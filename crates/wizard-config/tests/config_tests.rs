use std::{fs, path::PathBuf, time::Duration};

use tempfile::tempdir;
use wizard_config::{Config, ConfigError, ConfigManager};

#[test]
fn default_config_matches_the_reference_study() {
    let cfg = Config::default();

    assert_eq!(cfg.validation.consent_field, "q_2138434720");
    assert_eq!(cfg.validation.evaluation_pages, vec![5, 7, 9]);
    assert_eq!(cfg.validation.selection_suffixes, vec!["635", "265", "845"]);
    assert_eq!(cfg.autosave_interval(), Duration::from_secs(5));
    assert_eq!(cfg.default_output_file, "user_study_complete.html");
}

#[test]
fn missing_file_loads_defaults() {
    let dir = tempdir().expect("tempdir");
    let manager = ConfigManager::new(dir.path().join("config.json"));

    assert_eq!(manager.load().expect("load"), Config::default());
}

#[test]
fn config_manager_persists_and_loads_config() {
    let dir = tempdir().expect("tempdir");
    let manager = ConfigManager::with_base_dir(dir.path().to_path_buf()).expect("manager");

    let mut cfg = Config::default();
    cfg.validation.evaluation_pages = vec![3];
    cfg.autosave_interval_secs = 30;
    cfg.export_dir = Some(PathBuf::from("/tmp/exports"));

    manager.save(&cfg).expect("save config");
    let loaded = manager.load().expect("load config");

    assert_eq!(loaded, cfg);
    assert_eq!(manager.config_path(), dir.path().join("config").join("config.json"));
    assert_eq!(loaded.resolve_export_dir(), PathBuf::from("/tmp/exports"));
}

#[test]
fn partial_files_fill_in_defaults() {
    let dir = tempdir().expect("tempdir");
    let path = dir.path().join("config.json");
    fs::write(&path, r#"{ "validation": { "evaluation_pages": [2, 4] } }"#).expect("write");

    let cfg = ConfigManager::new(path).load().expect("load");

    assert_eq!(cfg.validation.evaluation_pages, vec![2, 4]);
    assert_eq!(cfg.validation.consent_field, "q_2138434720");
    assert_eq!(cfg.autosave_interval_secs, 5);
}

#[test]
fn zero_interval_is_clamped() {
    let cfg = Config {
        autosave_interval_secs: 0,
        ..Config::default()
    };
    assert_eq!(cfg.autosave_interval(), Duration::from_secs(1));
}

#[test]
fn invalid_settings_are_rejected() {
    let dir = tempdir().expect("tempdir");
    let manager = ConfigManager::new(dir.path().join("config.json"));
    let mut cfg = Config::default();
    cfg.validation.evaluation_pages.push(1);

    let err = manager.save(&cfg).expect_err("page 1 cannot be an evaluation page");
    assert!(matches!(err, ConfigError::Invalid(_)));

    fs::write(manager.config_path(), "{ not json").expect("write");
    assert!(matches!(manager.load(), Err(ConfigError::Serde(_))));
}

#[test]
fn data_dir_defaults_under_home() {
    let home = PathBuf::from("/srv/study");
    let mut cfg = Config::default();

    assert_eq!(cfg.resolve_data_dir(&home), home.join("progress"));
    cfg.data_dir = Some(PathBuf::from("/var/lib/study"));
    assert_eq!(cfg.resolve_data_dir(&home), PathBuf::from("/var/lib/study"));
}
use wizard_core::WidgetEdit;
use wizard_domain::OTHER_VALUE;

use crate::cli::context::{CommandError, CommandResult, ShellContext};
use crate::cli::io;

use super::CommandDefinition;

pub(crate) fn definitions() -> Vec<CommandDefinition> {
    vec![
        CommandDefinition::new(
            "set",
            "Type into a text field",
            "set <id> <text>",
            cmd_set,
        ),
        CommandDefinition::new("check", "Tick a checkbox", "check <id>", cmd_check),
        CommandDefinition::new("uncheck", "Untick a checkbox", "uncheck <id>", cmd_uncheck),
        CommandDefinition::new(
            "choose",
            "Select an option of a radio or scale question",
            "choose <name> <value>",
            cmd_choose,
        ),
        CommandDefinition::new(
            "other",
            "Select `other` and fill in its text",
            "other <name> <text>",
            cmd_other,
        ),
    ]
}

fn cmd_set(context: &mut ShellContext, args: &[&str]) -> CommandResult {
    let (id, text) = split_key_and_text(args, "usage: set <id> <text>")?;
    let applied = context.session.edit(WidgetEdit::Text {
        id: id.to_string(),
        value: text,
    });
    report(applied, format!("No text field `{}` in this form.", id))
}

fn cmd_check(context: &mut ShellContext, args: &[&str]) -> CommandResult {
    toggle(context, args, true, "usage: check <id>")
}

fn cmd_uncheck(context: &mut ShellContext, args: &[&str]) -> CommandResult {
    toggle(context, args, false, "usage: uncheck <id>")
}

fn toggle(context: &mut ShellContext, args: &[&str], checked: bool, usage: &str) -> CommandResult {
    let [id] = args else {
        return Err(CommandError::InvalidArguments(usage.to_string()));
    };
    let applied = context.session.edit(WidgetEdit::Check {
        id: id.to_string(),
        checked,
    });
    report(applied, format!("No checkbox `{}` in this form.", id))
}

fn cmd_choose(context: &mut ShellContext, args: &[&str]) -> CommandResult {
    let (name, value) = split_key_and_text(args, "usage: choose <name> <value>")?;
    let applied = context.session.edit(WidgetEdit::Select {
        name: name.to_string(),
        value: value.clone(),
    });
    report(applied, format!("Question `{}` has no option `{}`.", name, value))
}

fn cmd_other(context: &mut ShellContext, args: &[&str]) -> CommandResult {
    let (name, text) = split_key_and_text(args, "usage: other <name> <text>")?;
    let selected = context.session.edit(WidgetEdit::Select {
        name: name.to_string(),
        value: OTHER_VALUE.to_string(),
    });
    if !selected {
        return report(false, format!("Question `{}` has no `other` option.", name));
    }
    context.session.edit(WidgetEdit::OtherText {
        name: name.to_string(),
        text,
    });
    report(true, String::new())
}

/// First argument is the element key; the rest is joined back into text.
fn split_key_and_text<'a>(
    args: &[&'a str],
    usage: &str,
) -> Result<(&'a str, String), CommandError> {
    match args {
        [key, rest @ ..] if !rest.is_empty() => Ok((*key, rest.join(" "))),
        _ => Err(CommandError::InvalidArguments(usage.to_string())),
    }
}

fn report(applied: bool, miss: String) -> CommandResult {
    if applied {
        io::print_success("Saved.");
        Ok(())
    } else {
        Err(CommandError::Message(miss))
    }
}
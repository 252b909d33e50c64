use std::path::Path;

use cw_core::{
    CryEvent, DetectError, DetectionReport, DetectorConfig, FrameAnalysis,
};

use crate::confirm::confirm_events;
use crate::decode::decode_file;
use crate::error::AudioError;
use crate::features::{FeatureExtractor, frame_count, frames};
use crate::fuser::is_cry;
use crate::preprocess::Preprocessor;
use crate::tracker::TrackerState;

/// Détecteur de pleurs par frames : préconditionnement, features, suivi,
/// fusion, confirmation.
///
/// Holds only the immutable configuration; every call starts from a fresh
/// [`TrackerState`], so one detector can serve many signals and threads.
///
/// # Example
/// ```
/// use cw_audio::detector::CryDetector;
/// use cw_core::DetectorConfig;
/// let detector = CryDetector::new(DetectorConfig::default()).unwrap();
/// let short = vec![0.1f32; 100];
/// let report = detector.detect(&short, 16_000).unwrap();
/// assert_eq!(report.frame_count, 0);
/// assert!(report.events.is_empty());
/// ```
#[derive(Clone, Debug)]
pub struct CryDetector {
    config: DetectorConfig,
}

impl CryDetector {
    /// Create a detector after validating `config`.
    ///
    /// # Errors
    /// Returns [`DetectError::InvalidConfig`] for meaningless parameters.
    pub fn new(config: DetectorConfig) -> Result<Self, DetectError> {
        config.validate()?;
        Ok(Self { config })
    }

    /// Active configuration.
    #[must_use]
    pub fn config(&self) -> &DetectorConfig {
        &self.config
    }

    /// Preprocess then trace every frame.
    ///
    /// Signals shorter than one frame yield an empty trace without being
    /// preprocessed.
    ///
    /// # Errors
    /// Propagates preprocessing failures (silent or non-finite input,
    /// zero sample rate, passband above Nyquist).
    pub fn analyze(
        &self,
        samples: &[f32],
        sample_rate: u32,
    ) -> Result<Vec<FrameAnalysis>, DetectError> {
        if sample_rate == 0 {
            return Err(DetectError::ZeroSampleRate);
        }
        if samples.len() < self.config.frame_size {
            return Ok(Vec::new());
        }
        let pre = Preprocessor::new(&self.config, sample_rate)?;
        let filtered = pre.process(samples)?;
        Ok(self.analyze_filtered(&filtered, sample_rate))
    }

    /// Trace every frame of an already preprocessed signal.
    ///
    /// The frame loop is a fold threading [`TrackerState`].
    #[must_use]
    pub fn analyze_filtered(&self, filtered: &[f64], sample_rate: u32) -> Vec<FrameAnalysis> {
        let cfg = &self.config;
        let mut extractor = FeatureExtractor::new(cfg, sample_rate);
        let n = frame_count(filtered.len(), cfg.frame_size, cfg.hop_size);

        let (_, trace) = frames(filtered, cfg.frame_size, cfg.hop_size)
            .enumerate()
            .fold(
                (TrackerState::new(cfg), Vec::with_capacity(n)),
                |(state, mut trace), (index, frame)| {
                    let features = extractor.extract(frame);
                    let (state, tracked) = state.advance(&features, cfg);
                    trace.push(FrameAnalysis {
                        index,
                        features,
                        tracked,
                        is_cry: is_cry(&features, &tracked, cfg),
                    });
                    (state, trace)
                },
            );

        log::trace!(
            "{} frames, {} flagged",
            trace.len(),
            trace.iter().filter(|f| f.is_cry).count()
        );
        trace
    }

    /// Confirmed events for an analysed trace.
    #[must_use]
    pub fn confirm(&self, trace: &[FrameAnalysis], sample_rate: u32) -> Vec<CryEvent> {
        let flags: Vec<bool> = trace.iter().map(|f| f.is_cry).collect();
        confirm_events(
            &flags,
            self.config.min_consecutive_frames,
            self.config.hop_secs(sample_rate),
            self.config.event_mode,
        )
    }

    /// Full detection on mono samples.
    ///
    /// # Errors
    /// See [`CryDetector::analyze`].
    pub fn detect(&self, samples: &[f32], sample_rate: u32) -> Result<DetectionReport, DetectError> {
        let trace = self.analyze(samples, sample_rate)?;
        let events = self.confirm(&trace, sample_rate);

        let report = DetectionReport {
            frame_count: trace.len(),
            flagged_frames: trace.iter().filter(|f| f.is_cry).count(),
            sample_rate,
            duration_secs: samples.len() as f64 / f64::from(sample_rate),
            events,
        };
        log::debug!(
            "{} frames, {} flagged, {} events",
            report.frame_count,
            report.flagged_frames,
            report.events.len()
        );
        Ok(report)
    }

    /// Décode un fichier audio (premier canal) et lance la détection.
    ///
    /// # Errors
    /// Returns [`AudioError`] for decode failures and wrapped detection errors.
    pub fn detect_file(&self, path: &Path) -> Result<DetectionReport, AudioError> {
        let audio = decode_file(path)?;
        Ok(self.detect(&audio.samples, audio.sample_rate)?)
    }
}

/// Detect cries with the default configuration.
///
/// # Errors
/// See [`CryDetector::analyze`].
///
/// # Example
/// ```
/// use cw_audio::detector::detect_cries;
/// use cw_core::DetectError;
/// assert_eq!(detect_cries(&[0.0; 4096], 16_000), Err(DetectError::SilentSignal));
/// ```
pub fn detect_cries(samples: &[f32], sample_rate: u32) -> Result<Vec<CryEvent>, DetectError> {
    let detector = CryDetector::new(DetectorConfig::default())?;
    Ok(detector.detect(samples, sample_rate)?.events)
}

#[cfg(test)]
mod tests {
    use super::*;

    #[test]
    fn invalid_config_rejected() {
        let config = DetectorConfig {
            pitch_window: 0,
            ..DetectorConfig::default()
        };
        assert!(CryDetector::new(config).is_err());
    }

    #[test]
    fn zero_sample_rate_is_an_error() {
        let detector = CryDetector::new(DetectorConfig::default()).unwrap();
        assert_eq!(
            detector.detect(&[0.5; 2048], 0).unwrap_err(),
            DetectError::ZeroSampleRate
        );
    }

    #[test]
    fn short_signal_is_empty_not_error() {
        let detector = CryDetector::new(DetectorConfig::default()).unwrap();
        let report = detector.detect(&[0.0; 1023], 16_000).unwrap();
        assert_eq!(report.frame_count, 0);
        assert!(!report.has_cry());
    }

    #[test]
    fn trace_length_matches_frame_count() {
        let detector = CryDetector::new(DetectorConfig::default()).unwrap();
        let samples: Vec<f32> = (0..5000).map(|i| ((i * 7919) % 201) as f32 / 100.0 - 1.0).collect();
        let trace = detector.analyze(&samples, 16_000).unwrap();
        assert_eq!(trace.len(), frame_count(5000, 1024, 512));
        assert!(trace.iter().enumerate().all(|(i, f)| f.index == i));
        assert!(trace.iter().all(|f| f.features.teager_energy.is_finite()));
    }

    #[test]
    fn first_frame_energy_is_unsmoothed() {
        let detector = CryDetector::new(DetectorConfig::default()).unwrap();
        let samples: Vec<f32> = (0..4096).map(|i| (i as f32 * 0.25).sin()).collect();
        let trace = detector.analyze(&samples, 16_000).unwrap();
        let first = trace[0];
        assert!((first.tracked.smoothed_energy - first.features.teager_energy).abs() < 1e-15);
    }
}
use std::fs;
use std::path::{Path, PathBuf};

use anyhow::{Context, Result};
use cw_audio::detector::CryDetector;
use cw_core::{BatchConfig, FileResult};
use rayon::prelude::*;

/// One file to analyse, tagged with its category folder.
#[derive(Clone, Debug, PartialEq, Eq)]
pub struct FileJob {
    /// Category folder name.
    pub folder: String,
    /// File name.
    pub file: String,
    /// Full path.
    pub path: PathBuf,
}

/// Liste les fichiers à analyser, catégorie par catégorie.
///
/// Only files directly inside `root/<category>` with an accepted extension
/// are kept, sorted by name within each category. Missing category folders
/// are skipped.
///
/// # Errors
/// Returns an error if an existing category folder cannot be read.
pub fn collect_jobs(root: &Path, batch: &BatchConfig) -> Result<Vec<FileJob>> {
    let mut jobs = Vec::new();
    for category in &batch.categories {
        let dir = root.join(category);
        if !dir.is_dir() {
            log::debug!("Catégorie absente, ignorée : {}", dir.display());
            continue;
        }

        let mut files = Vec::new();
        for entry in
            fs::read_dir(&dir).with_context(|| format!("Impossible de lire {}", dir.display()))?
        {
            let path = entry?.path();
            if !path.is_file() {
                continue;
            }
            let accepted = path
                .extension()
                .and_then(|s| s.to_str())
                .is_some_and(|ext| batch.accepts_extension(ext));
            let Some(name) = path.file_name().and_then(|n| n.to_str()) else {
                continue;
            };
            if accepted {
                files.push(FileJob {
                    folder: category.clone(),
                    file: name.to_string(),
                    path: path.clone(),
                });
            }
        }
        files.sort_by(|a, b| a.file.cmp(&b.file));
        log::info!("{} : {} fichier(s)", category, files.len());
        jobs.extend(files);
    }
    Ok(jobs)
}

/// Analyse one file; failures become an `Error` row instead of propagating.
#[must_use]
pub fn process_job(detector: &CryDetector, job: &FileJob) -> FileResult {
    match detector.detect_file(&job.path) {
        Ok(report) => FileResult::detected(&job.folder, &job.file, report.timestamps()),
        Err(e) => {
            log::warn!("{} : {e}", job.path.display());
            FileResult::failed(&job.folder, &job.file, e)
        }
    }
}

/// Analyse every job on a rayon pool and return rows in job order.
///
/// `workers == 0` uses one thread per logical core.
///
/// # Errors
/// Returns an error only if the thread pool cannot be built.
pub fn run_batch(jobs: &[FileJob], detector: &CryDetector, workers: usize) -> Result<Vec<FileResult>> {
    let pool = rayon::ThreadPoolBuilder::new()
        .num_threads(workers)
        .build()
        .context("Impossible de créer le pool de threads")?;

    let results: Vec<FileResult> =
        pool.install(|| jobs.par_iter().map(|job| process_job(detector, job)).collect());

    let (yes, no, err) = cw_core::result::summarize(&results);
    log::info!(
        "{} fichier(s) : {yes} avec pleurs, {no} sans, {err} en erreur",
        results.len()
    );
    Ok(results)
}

________

## Task item
Search the entries for "push" and copy each matching line.

## Answer for the task
    cfg.validation.evaluation_pages.push(1);
                    trace.push(FrameAnalysis {
                files.push(FileJob {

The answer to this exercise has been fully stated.